Auch dieses Jahr gab es eine Situation, in der Misstrauen den Kern der Hasswelle ausgemacht hat. Der Fußballer Jorginho hat behauptet, dass Chappell Roan’s Sicherheitsteam seine Stieftochter zum Weinen gebracht haben. In einem Hotelrestaurant in Brasilien hatte seine Tochter Chappell Roan angelächelt und der Security Guard sie in einem aggressiven Ton beschuldigt, die Sängerin belästigt zu haben.
Jorginho postete die Geschichte direkt in den sozialen Medien und sie erhielt so viel Aufmerksamkeit, dass sich der Bürgermeister von Rio de Janeiro zu Wort meldete und es Chappell Roan verbot, beim “Todo Mundo No Rio” Festival zu spielen.
Später stellte sich heraus, dass es nicht Chappell Roans Bodyguard war, sondern ein Mitarbeiter des Hotels, der nichts mit ihr zu tun hatte. Trotzdem hatte die Geschichte bereits Wellen geschlagen und es haben immer noch dutzende Menschen lieber einem Mann vertraut, der keinerlei Beweise hatte als einer Frau. Das Narrativ dahinter ist, Frauen grundlegend zu misstrauen und zu denken, dass sie sowieso lügen.
Bei beiden Situationen gab es im Nachhinein eine Zeit der Reue, in der viele User*innen ihr Verhalten reflektiert haben. Die meisten waren sich einig, dass der Hass ein bisschen zu dramatisch gewesen sei und man Chappell Roan nicht so angehen sollte.
Trotzdem passiert es jedes Mal wieder.
Die dritte Facette: Generelle Abwertung
Die dritte Facette schwingt in jedem misogynen Skandal im Netz mit: Die generelle Abwertung von Frauen, durch Aussagen wie “Ich denke, ich werde von Frauen unfair behandelt.”
Vor allem in Zeiten der Manosphere wird der Hass gegenüber Frauen, berühmt oder nicht, immer schlimmer. Durch die misogynen Videos von „Alpha-Males“, die anderen Männern vermitteln, dass man die Grenzen von Frauen nicht respektieren soll oder gar muss, werden alle drei Facetten der Studie konstant vermittelt und vor allem jungen Männern eingetrichtert.
Wie bereits erwähnt, ist es interessant, dass in der Studie nur Männer befragt wurden und internalisierte Misogynie somit außenvor gelassen wurde. Schließlich sind es nicht nur Männer, die Frauen wie Chappell Roan das Leben schwer machen, sondern auch andere Frauen.
Es fühlt sich so an, als gebe es jeden Monat eine weitere Frau, die überproportional viel Hass für Kleinigkeiten abbekommt.
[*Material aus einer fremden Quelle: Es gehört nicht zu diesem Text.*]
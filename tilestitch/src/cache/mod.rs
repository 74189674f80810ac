//! Persistent tile cache
//!
//! Tiles are stored by [`CacheKey`], a digest of the tile server template
//! combined with the tile index, so one store can hold tiles from any number
//! of servers. The store is unbounded and append-only: entries are never
//! evicted or deleted.
//!
//! [`TileCache`] sits in front of a [`TileStore`] and an
//! [`HttpClient`](crate::provider::HttpClient):
//!
//! ```text
//! get(tile, template)
//!   ├─ store hit, decodes   → Some(tile)
//!   ├─ fetch ok, decodes    → store.put(png), Some(tile)
//!   └─ anything else        → None
//! ```

mod disk;
mod key;
mod memory;
mod stats;
mod store;
mod tile_cache;

pub use disk::{disk_cache_stats, DiskStoreStats, DiskTileStore};
pub use key::{template_hash, CacheKey, CACHE_FILE_EXTENSION, CACHE_FILE_PREFIX};
pub use memory::MemoryTileStore;
pub use stats::CacheStats;
pub use store::{CacheError, TileStore};
pub use tile_cache::TileCache;
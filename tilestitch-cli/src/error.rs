//! CLI error handling with user-friendly messages.
//!
//! Centralizes error handling for the CLI, providing consistent formatting
//! and appropriate exit codes.

use std::fmt;
use std::path::PathBuf;
use std::process;

use tilestitch::cache::CacheError;
use tilestitch::config::ConfigFileError;
use tilestitch::service::ServiceError;

/// CLI-specific errors with user-friendly messages.
#[derive(Debug)]
pub enum CliError {
    /// Failed to initialize logging
    LoggingInit(String),
    /// Configuration error
    Config(String),
    /// Config file could not be read or written
    ConfigFile(ConfigFileError),
    /// Failed to create service
    ServiceCreation(ServiceError),
    /// Failed to render the mosaic
    Render(ServiceError),
    /// Tile listing rejected before enumeration
    Plan(ServiceError),
    /// Failed to write output file
    FileWrite { path: PathBuf, error: String },
    /// Failed to read cache statistics
    CacheStats(CacheError),
}

impl CliError {
    /// Exit the process with an appropriate error message and code.
    pub fn exit(&self) -> ! {
        eprintln!("Error: {}", self);

        if let CliError::Render(ServiceError::TooManyTiles { .. })
        | CliError::Plan(ServiceError::TooManyTiles { .. }) = self
        {
            eprintln!();
            eprintln!("Try a smaller target size, a lower --zoom, or a smaller --bbox.");
        }

        process::exit(1)
    }
}

impl fmt::Display for CliError {
    fn fmt(&self, f: &mut fmt::Formatter<'_>) -> fmt::Result {
        match self {
            CliError::LoggingInit(msg) => write!(f, "Failed to initialize logging: {}", msg),
            CliError::Config(msg) => write!(f, "Configuration error: {}", msg),
            CliError::ConfigFile(e) => write!(f, "{}", e),
            CliError::ServiceCreation(e) => write!(f, "Failed to create service: {}", e),
            CliError::Render(e) => write!(f, "Failed to render mosaic: {}", e),
            CliError::Plan(e) => write!(f, "Failed to list tiles: {}", e),
            CliError::FileWrite { path, error } => {
                write!(f, "Failed to write file '{}': {}", path.display(), error)
            }
            CliError::CacheStats(e) => write!(f, "Failed to read cache statistics: {}", e),
        }
    }
}

impl std::error::Error for CliError {
    fn source(&self) -> Option<&(dyn std::error::Error + 'static)> {
        match self {
            CliError::ConfigFile(e) => Some(e),
            CliError::ServiceCreation(e) => Some(e),
            CliError::Render(e) => Some(e),
            CliError::Plan(e) => Some(e),
            CliError::CacheStats(e) => Some(e),
            _ => None,
        }
    }
}

impl From<ServiceError> for CliError {
    fn from(e: ServiceError) -> Self {
        CliError::Render(e)
    }
}

impl From<ConfigFileError> for CliError {
    fn from(e: ConfigFileError) -> Self {
        CliError::ConfigFile(e)
    }
}

#[cfg(test)]
mod tests {
    use super::*;

    #[test]
    fn test_display_file_write() {
        let err = CliError::FileWrite {
            path: PathBuf::from("/out/map.png"),
            error: "disk full".to_string(),
        };
        assert_eq!(err.to_string(), "Failed to write file '/out/map.png': disk full");
    }

    #[test]
    fn test_service_error_converts_to_render() {
        let err: CliError = ServiceError::InvalidSize {
            width: 0,
            height: 10,
        }
        .into();
        assert!(matches!(err, CliError::Render(_)));
        assert!(err.to_string().starts_with("Failed to render mosaic"));
    }
}
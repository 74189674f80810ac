//! tilestitch - Stitch slippy-map tiles into a single image
//!
//! Turns a geographic bounding box into one raster mosaic: pick the zoom
//! level that fills a target pixel size, enumerate the covering tiles, fetch
//! each one through a persistent cache, paste them onto one canvas, and
//! report the area the canvas actually covers.
//!
//! # High-Level API
//!
//! For most use cases, the [`service`] module provides a simplified facade:
//!
//! ```no_run
//! use tilestitch::coord::BoundingBox;
//! use tilestitch::service::{MosaicService, ServiceConfig};
//!
//! let service = MosaicService::new(ServiceConfig::default())?;
//! let mosaic = service.render(&BoundingBox::new(-10.0, 50.0, 0.0, 60.0), 800, 600)?;
//!
//! // (xmin, ymax, xmax, ymin)
//! let extent = mosaic.extent();
//! # Ok::<(), tilestitch::service::ServiceError>(())
//! ```
//!
//! The building blocks are usable on their own:
//!
//! - [`coord`]: Web Mercator and tile-pyramid math
//! - [`zoom`]: zoom selection for a target pixel size
//! - [`tile`]: tile rectangles covering a bounding box
//! - [`provider`]: tile server templates and the HTTP client
//! - [`cache`]: tile stores and the cache-backed fetch
//! - [`mosaic`]: stitching tiles into one image

pub mod cache;
pub mod config;
pub mod coord;
pub mod logging;
pub mod mosaic;
pub mod provider;
pub mod service;
pub mod tile;
pub mod zoom;

/// Version of the tilestitch library and CLI.
///
/// This is synchronized across all components in the workspace.
/// The version is defined in `Cargo.toml` and injected at compile time.
pub const VERSION: &str = env!("CARGO_PKG_VERSION");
Und wenn es nicht Chappell Roan ist, dann sind es Taylor Swift oder Blake Lively. Das Internet liebt es scheinbar, Frauen zu hassen. Und egal wie oft man zurückrudert und sich eingesteht, dass man dieses Mal bei dieser Frau vielleicht ein bisschen zu hart war; es passiert immer und immer wieder.